Crude oil prices could climb back up to reach around $55 per barrel by the end of the year although the ride will be “bumpy”, an analyst has predicted.
In a market forecast, Saxo Bank’s head of Commodity Strategy Ole Sloth Hansen wrote that oil is suffering from chronic oversupply.
“It has to get worse before it eventually get better. That’s the current sentiment in oil markets and one that we agree with,” he said.
Oil prices touched six and a half year lows of below $40 per barrel last week after the Chinese stock market crashed and fears of a supply glut rose.
While oil rallied by the end of the week with Brent climbing back to around $50 per barrel, prices are still down more than 50 per cent when compared to peak rates of around $114 in June 2014.
“The Organisation of the Petroleum Exporting Countries, desperate to generate cash, has ramped up production while the expected reversal in US shale oil production has yet to materialise,” said Hansen.
During the coming three months US refinery demand for crude will also slow due to seasonal factors and this will lead to another increase in inventories which currently stand some 100 million barrels above the five-year average, he added.
“While it is generally believed that crude oil at $40 is unprofitable for many US producers the question is how soon we will see this impact in terms of lower production.”
Another concern he voiced is whether the upbeat forecast for demand growth can be maintained given the current uncertainty related to China, the world’s largest importer of crude.
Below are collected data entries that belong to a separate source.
//! # SQLite Workbook
//!
//! A [`SheetStore`] persisted in SQLite through a sqlx pool.
//!
//! ## Call Mapping
//! ```text
//! ┌─────────────────────────────────────────────────────────────────────────┐
//! │  SheetStore call        SQL                                             │
//! │  ───────────────────    ─────────────────────────────────────────────  │
//! │  header                 SELECT header FROM sheets                       │
//! │  rows / find_row        SELECT cells ... ORDER BY position              │
//! │  read_cell / read_row   SELECT cells ... WHERE position = ?             │
//! │  update_cell            BEGIN; SELECT cells; UPDATE cells; COMMIT       │
//! │  append_rows            BEGIN; MAX(position); INSERT × n; COMMIT        │
//! │  delete_row             BEGIN; DELETE; UPDATE position - 1; COMMIT      │
//! │  overwrite              BEGIN; UPDATE header; DELETE; INSERT × n; COMMIT│
//! └─────────────────────────────────────────────────────────────────────────┘
//! ```
//!
//! Each call is one short SQL transaction, matching the one-call-one-request
//! shape of a hosted spreadsheet. Multi-call operations get no isolation here
//! either; that is the engine's problem, by the same rules as remote sheets.

use async_trait::async_trait;
use sqlx::{Row, SqlitePool};
use tracing::debug;

use super::{cell_matches, SheetStore, FIRST_DATA_ROW};
use crate::error::{StoreError, StoreResult};
use crate::pool::{self, DbConfig};

/// SQLite-backed workbook.
#[derive(Debug, Clone)]
pub struct SqliteWorkbook {
    pool: SqlitePool,
}

impl SqliteWorkbook {
    /// Connects (creating the file and schema if needed).
    pub async fn open(config: &DbConfig) -> StoreResult<Self> {
        let pool = pool::connect(config).await?;
        Ok(SqliteWorkbook { pool })
    }

    /// Wraps an existing, migrated pool.
    pub fn from_pool(pool: SqlitePool) -> Self {
        SqliteWorkbook { pool }
    }

    pub fn pool(&self) -> &SqlitePool {
        &self.pool
    }

    /// Closes the pool. Later calls fail with `Backend`.
    pub async fn close(&self) {
        self.pool.close().await;
    }

    async fn require_sheet<'e, E>(executor: E, sheet: &str) -> StoreResult<Vec<String>>
    where
        E: sqlx::Executor<'e, Database = sqlx::Sqlite>,
    {
        let header: Option<String> = sqlx::query_scalar("SELECT header FROM sheets WHERE name = ?1")
            .bind(sheet)
            .fetch_optional(executor)
            .await?;
        match header {
            Some(json) => Ok(serde_json::from_str(&json)?),
            None => Err(StoreError::SheetNotFound(sheet.to_string())),
        }
    }
}

fn position_of(sheet: &str, row: usize) -> StoreResult<i64> {
    if row < FIRST_DATA_ROW {
        return Err(StoreError::RowOutOfRange {
            sheet: sheet.to_string(),
            row,
        });
    }
    Ok((row - FIRST_DATA_ROW) as i64)
}

fn check_column(sheet: &str, column: usize) -> StoreResult<()> {
    if column == 0 {
        return Err(StoreError::ColumnOutOfRange {
            sheet: sheet.to_string(),
            column,
        });
    }
    Ok(())
}

#[async_trait]
impl SheetStore for SqliteWorkbook {
    fn backend_name(&self) -> &'static str {
        "sqlite"
    }

    async fn ensure_sheet(&self, sheet: &str, header: &[String]) -> StoreResult<bool> {
        let result = sqlx::query("INSERT OR IGNORE INTO sheets (name, header) VALUES (?1, ?2)")
            .bind(sheet)
            .bind(serde_json::to_string(header)?)
            .execute(&self.pool)
            .await?;
        Ok(result.rows_affected() > 0)
    }

    async fn header(&self, sheet: &str) -> StoreResult<Vec<String>> {
        Self::require_sheet(&self.pool, sheet).await
    }

    async fn rows(&self, sheet: &str) -> StoreResult<Vec<Vec<String>>> {
        let mut tx = self.pool.begin().await?;
        Self::require_sheet(&mut *tx, sheet).await?;

        let rows = sqlx::query("SELECT cells FROM sheet_rows WHERE sheet = ?1 ORDER BY position")
            .bind(sheet)
            .fetch_all(&mut *tx)
            .await?;
        tx.commit().await?;

        rows.iter()
            .map(|r| {
                let json: String = r.try_get("cells")?;
                Ok(serde_json::from_str(&json)?)
            })
            .collect()
    }

    async fn read_row(&self, sheet: &str, row: usize) -> StoreResult<Vec<String>> {
        let position = position_of(sheet, row)?;
        let mut tx = self.pool.begin().await?;
        Self::require_sheet(&mut *tx, sheet).await?;

        let cells: Option<String> = sqlx::query_scalar(
            "SELECT cells FROM sheet_rows WHERE sheet = ?1 AND position = ?2",
        )
        .bind(sheet)
        .bind(position)
        .fetch_optional(&mut *tx)
        .await?;
        tx.commit().await?;

        match cells {
            Some(json) => Ok(serde_json::from_str(&json)?),
            None => Err(StoreError::RowOutOfRange {
                sheet: sheet.to_string(),
                row,
            }),
        }
    }

    async fn find_row(&self, sheet: &str, column: usize, key: &str) -> StoreResult<Option<usize>> {
        check_column(sheet, column)?;
        let rows = self.rows(sheet).await?;
        Ok(rows
            .iter()
            .position(|r| r.get(column - 1).map(|c| cell_matches(c, key)).unwrap_or(false))
            .map(|idx| idx + FIRST_DATA_ROW))
    }

    async fn read_cell(&self, sheet: &str, row: usize, column: usize) -> StoreResult<String> {
        check_column(sheet, column)?;
        let cells = if row == 1 {
            self.header(sheet).await?
        } else {
            self.read_row(sheet, row).await?
        };
        Ok(cells.get(column - 1).cloned().unwrap_or_default())
    }

    async fn update_cell(
        &self,
        sheet: &str,
        row: usize,
        column: usize,
        value: &str,
    ) -> StoreResult<()> {
        check_column(sheet, column)?;
        let mut tx = self.pool.begin().await?;
        let header = Self::require_sheet(&mut *tx, sheet).await?;

        if row == 1 {
            let mut header = header;
            if header.len() < column {
                header.resize(column, String::new());
            }
            header[column - 1] = value.to_string();
            sqlx::query("UPDATE sheets SET header = ?1 WHERE name = ?2")
                .bind(serde_json::to_string(&header)?)
                .bind(sheet)
                .execute(&mut *tx)
                .await?;
        } else {
            let position = position_of(sheet, row)?;
            let current: Option<(i64, String)> = sqlx::query_as(
                "SELECT id, cells FROM sheet_rows WHERE sheet = ?1 AND position = ?2",
            )
            .bind(sheet)
            .bind(position)
            .fetch_optional(&mut *tx)
            .await?;

            let (id, json) = current.ok_or_else(|| StoreError::RowOutOfRange {
                sheet: sheet.to_string(),
                row,
            })?;
            let mut cells: Vec<String> = serde_json::from_str(&json)?;
            if cells.len() < column {
                cells.resize(column, String::new());
            }
            cells[column - 1] = value.to_string();

            sqlx::query("UPDATE sheet_rows SET cells = ?1 WHERE id = ?2")
                .bind(serde_json::to_string(&cells)?)
                .bind(id)
                .execute(&mut *tx)
                .await?;
        }

        tx.commit().await?;
        debug!(sheet, row, column, "Cell updated");
        Ok(())
    }

    async fn append_rows(&self, sheet: &str, rows: &[Vec<String>]) -> StoreResult<()> {
        let mut tx = self.pool.begin().await?;
        Self::require_sheet(&mut *tx, sheet).await?;

        let next: i64 = sqlx::query_scalar(
            "SELECT COALESCE(MAX(position) + 1, 0) FROM sheet_rows WHERE sheet = ?1",
        )
        .bind(sheet)
        .fetch_one(&mut *tx)
        .await?;

        for (offset, cells) in rows.iter().enumerate() {
            sqlx::query("INSERT INTO sheet_rows (sheet, position, cells) VALUES (?1, ?2, ?3)")
                .bind(sheet)
                .bind(next + offset as i64)
                .bind(serde_json::to_string(cells)?)
                .execute(&mut *tx)
                .await?;
        }

        tx.commit().await?;
        debug!(sheet, count = rows.len(), "Rows appended");
        Ok(())
    }

    async fn delete_row(&self, sheet: &str, row: usize) -> StoreResult<()> {
        let position = position_of(sheet, row)?;
        let mut tx = self.pool.begin().await?;
        Self::require_sheet(&mut *tx, sheet).await?;

        let deleted = sqlx::query("DELETE FROM sheet_rows WHERE sheet = ?1 AND position = ?2")
            .bind(sheet)
            .bind(position)
            .execute(&mut *tx)
            .await?;
        if deleted.rows_affected() == 0 {
            return Err(StoreError::RowOutOfRange {
                sheet: sheet.to_string(),
                row,
            });
        }

        sqlx::query("UPDATE sheet_rows SET position = position - 1 WHERE sheet = ?1 AND position > ?2")
            .bind(sheet)
            .bind(position)
            .execute(&mut *tx)
            .await?;

        tx.commit().await?;
        debug!(sheet, row, "Row deleted");
        Ok(())
    }

    async fn overwrite(
        &self,
        sheet: &str,
        header: &[String],
        rows: &[Vec<String>],
    ) -> StoreResult<()> {
        let mut tx = self.pool.begin().await?;
        let header_json = serde_json::to_string(header)?;

        sqlx::query(
            "INSERT INTO sheets (name, header) VALUES (?1, ?2) \
             ON CONFLICT(name) DO UPDATE SET header = excluded.header",
        )
        .bind(sheet)
        .bind(&header_json)
        .execute(&mut *tx)
        .await?;

        sqlx::query("DELETE FROM sheet_rows WHERE sheet = ?1")
            .bind(sheet)
            .execute(&mut *tx)
            .await?;

        for (position, cells) in rows.iter().enumerate() {
            sqlx::query("INSERT INTO sheet_rows (sheet, position, cells) VALUES (?1, ?2, ?3)")
                .bind(sheet)
                .bind(position as i64)
                .bind(serde_json::to_string(cells)?)
                .execute(&mut *tx)
                .await?;
        }

        tx.commit().await?;
        debug!(sheet, count = rows.len(), "Sheet overwritten");
        Ok(())
    }
}

// =============================================================================
// Unit Tests
// =============================================================================

#[cfg(test)]
mod tests {
    use super::*;

    fn strings(cells: &[&str]) -> Vec<String> {
        cells.iter().map(|c| c.to_string()).collect()
    }

    async fn workbook() -> SqliteWorkbook {
        let wb = SqliteWorkbook::open(&DbConfig::in_memory()).await.unwrap();
        wb.ensure_sheet("Inventory", &strings(&["SKU", "Name", "StockQty"]))
            .await
            .unwrap();
        wb.append_rows(
            "Inventory",
            &[
                strings(&["T-1", "Red", "12"]),
                strings(&["T-2", "Blue", "0"]),
                strings(&["T-3", "Green", "4"]),
            ],
        )
        .await
        .unwrap();
        wb
    }

    #[tokio::test]
    async fn test_rows_and_find() {
        let wb = workbook().await;
        assert_eq!(wb.rows("Inventory").await.unwrap().len(), 3);
        assert_eq!(wb.find_row("Inventory", 1, "T-2").await.unwrap(), Some(3));
        assert_eq!(wb.find_row("Inventory", 1, "T-9").await.unwrap(), None);
    }

    #[tokio::test]
    async fn test_update_cell_widens_row() {
        let wb = workbook().await;
        wb.update_cell("Inventory", 2, 3, "11").await.unwrap();
        wb.update_cell("Inventory", 2, 5, "x").await.unwrap();
        assert_eq!(
            wb.read_row("Inventory", 2).await.unwrap(),
            strings(&["T-1", "Red", "11", "", "x"])
        );
        assert_eq!(wb.read_cell("Inventory", 1, 2).await.unwrap(), "Name");
    }

    #[tokio::test]
    async fn test_delete_row_shifts_positions() {
        let wb = workbook().await;
        wb.delete_row("Inventory", 2).await.unwrap();
        assert_eq!(wb.read_cell("Inventory", 2, 1).await.unwrap(), "T-2");
        assert_eq!(wb.read_cell("Inventory", 3, 1).await.unwrap(), "T-3");
        assert!(matches!(
            wb.read_row("Inventory", 4).await,
            Err(StoreError::RowOutOfRange { .. })
        ));

        wb.append_rows("Inventory", &[strings(&["T-4", "Pink", "1"])])
            .await
            .unwrap();
        assert_eq!(wb.read_cell("Inventory", 4, 1).await.unwrap(), "T-4");
    }

    #[tokio::test]
    async fn test_overwrite_replaces_everything() {
        let wb = workbook().await;
        wb.overwrite(
            "Inventory",
            &strings(&["SKU", "Cost"]),
            &[strings(&["Z-1", "2.5"])],
        )
        .await
        .unwrap();
        assert_eq!(wb.header("Inventory").await.unwrap(), strings(&["SKU", "Cost"]));
        assert_eq!(wb.rows("Inventory").await.unwrap(), vec![strings(&["Z-1", "2.5"])]);
    }

    #[tokio::test]
    async fn test_missing_sheet() {
        let wb = workbook().await;
        assert!(matches!(
            wb.rows("Expenses").await,
            Err(StoreError::SheetNotFound(_))
        ));
        assert!(!wb.ensure_sheet("Inventory", &[]).await.unwrap());
    }
}
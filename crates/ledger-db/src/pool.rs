//! # SQLite Pool Management
//!
//! Connection pool for the SQLite-backed workbook.
//!
//! ## Lock Contention
//! ```text
//! ┌─────────────────────────────────────────────────────────────────────────┐
//! │  checkout A ──► UPDATE sheet_rows ...  (holds the write lock)           │
//! │  checkout B ──► UPDATE sheet_rows ...                                   │
//! │                   │                                                     │
//! │                   ├─ waits up to busy_timeout for the lock              │
//! │                   └─ still locked → "database is locked"                │
//! │                                        │                                │
//! │                                        ▼                                │
//! │                              StoreError::RateLimited                    │
//! │                                                                         │
//! │  no free connection within acquire_timeout → PoolTimedOut               │
//! │                                        → StoreError::RateLimited        │
//! └─────────────────────────────────────────────────────────────────────────┘
//! ```
//!
//! Both cases surface the same way a remote spreadsheet quota would, so the
//! engine only ever handles one "try again later" error.

use sqlx::sqlite::{SqliteConnectOptions, SqliteJournalMode, SqlitePoolOptions, SqliteSynchronous};
use sqlx::SqlitePool;
use std::path::PathBuf;
use std::time::Duration;
use tracing::{debug, info};

use crate::error::StoreResult;
use crate::migrations;

const IN_MEMORY: &str = ":memory:";

// =============================================================================
// Configuration
// =============================================================================

/// Workbook database settings.
///
/// ## Example
/// ```rust
/// use std::time::Duration;
/// use ledger_db::DbConfig;
///
/// let config = DbConfig::new("/path/to/ledger.db")
///     .max_connections(4)
///     .busy_timeout(Duration::from_millis(500));
/// assert_eq!(config.max_connections, 4);
/// ```
#[derive(Debug, Clone)]
pub struct DbConfig {
    /// Database file, or `:memory:`.
    pub database_path: PathBuf,

    /// Default: 5
    pub max_connections: u32,

    /// How long a statement waits on a locked database before failing.
    /// Default: 2 seconds
    pub busy_timeout: Duration,

    /// How long to wait for a free pooled connection.
    /// Default: 10 seconds
    pub acquire_timeout: Duration,

    /// Default: true
    pub run_migrations: bool,
}

impl DbConfig {
    pub fn new(path: impl Into<PathBuf>) -> Self {
        DbConfig {
            database_path: path.into(),
            max_connections: 5,
            busy_timeout: Duration::from_secs(2),
            acquire_timeout: Duration::from_secs(10),
            run_migrations: true,
        }
    }

    pub fn max_connections(mut self, max: u32) -> Self {
        self.max_connections = max;
        self
    }

    pub fn busy_timeout(mut self, timeout: Duration) -> Self {
        self.busy_timeout = timeout;
        self
    }

    pub fn acquire_timeout(mut self, timeout: Duration) -> Self {
        self.acquire_timeout = timeout;
        self
    }

    pub fn run_migrations(mut self, run: bool) -> Self {
        self.run_migrations = run;
        self
    }

    /// A private in-memory workbook.
    ///
    /// With `:memory:` every connection is its own database, so the pool is
    /// pinned to one connection that is never recycled.
    pub fn in_memory() -> Self {
        DbConfig {
            max_connections: 1,
            ..DbConfig::new(IN_MEMORY)
        }
    }

    pub fn is_in_memory(&self) -> bool {
        self.database_path.as_os_str() == IN_MEMORY
    }

    fn connect_options(&self) -> SqliteConnectOptions {
        let options = if self.is_in_memory() {
            SqliteConnectOptions::new().in_memory(true)
        } else {
            // WAL keeps report reads from blocking a checkout
            SqliteConnectOptions::new()
                .filename(&self.database_path)
                .create_if_missing(true)
                .journal_mode(SqliteJournalMode::Wal)
                .synchronous(SqliteSynchronous::Normal)
        };
        options.busy_timeout(self.busy_timeout)
    }
}

// =============================================================================
// Connect
// =============================================================================

/// Opens the pool and applies pending migrations.
pub async fn connect(config: &DbConfig) -> StoreResult<SqlitePool> {
    info!(
        path = %config.database_path.display(),
        "Opening workbook database"
    );

    let mut pool_options = SqlitePoolOptions::new()
        .max_connections(config.max_connections.max(1))
        .acquire_timeout(config.acquire_timeout);
    if config.is_in_memory() {
        pool_options = pool_options
            .max_connections(1)
            .min_connections(1)
            .idle_timeout(None)
            .max_lifetime(None);
    }

    let pool = pool_options.connect_with(config.connect_options()).await?;
    debug!(
        max_connections = config.max_connections,
        busy_timeout_ms = config.busy_timeout.as_millis() as u64,
        "Workbook pool created"
    );

    if config.run_migrations {
        migrations::run_migrations(&pool).await?;
    }

    Ok(pool)
}

// =============================================================================
// Unit Tests
// =============================================================================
According to official figures, the country’s crude imports increased by 22 per cent year-on-year in July to 7.25 million barrels per day.
The latest report from the International Energy Agency predicts that China’s overall oil demand will grow at 3.6 per cent this year, compared to 2014.
Globally, the IEA forecasts that oil demand will rise 1.7 per cent year-on-year in 2015 to reach 94.2 million bpd.
However Hansen warned that any downward revision to demand growth will only increase the supply glut.
“By year-end we see WTI crude oil back towards $55 but it could be a very bumpy ride getting there,” he added.
Last week Standard Chartered cut its forecast for average 2015 Brent prices to $54 per barrel, the bank’s second reduction in two months.
“We do not expect prices to rally strongly until supply-side dislocations become much more visible,” the bank said.
“The main supply-side tightening will likely come later, in mid-2016 and beyond, due to the lagged effect of capex costs on non-OPEC supply.”